A RAND Europe report analyzing the costs of vaccine nationalism has the numbers to back this up. The research shows that given the enormous costs of the current disruption to the global economy, the introduction of a vaccine, and shared global access to vaccines, would have substantial economic benefits. These benefits would be significantly reduced by vaccine nationalism.

For example, if the vaccine-producing countries, such as the US, EU-27, UK, China, India and Russia, can inoculate a sufficiently large share of their populations, the estimated loss for the world economy in GDP would reduce from 3.7% to 1.3%. However, the lack of access to vaccines for the rest of the world would still result in a GDP loss of up to $1.2 trillion per year, or about $103 billion a month.

The large number of bilateral deals between national governments and producers of current vaccine candidates has resulted in a patchwork of agreements which could affect the pricing of vaccines as wealthier countries bid for limited vaccine supplies. Eventually this could lead to the pricing out or denying, at least initially, of governments of less wealthy countries’ access to some vaccines.

In fact, there is a strong argument that the major economies have more to gain by helping to make an effective vaccine widely available globally.

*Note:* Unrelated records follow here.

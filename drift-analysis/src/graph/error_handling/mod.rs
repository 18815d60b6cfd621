//! Error handling analysis — 8-phase topology engine with 20+ framework support.
//!
//! Detects unhandled error paths, empty catch blocks, swallowed errors,
//! and framework-specific error handling patterns.

pub mod types;
pub mod profiler;
pub mod handler_detection;
pub mod propagation;
pub mod gap_analysis;
pub mod frameworks;
pub mod cwe_mapping;

pub use types::*;
pub use profiler::profile_error_types;
pub use handler_detection::detect_handlers;
pub use propagation::trace_propagation;
pub use gap_analysis::analyze_gaps;
pub use frameworks::detect_framework_handlers;
pub use cwe_mapping::map_to_cwe;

Based on estimates by Oxfam International in 2020, it would cost $25 billion to supply lower-income countries with vaccines. The US, the UK, the EU and other high-income countries combined could lose about $119 billion a year if the poorest countries are denied a supply. But if these high-income countries would provide the finance for the supply of vaccines, there could be a benefit-to-cost ratio of 4.8 to 1. This means that for every $1 spent, high-income countries would get back about $4.80. This demonstrates the economic incentives to global coordination in vaccine production and distribution.

The costs of global vaccine development and distribution pale in comparison to the enormous cost of economic disruption globally, with governments spending trillions to support workers and sectors severely impacted by the pandemic. This speaks to renewed and substantially larger investment in supporting global vaccine distribution. Ultimately, it could be in the national economic interest to cooperate globally.

Marco Hafner is a senior economist and research leader at RAND Europe.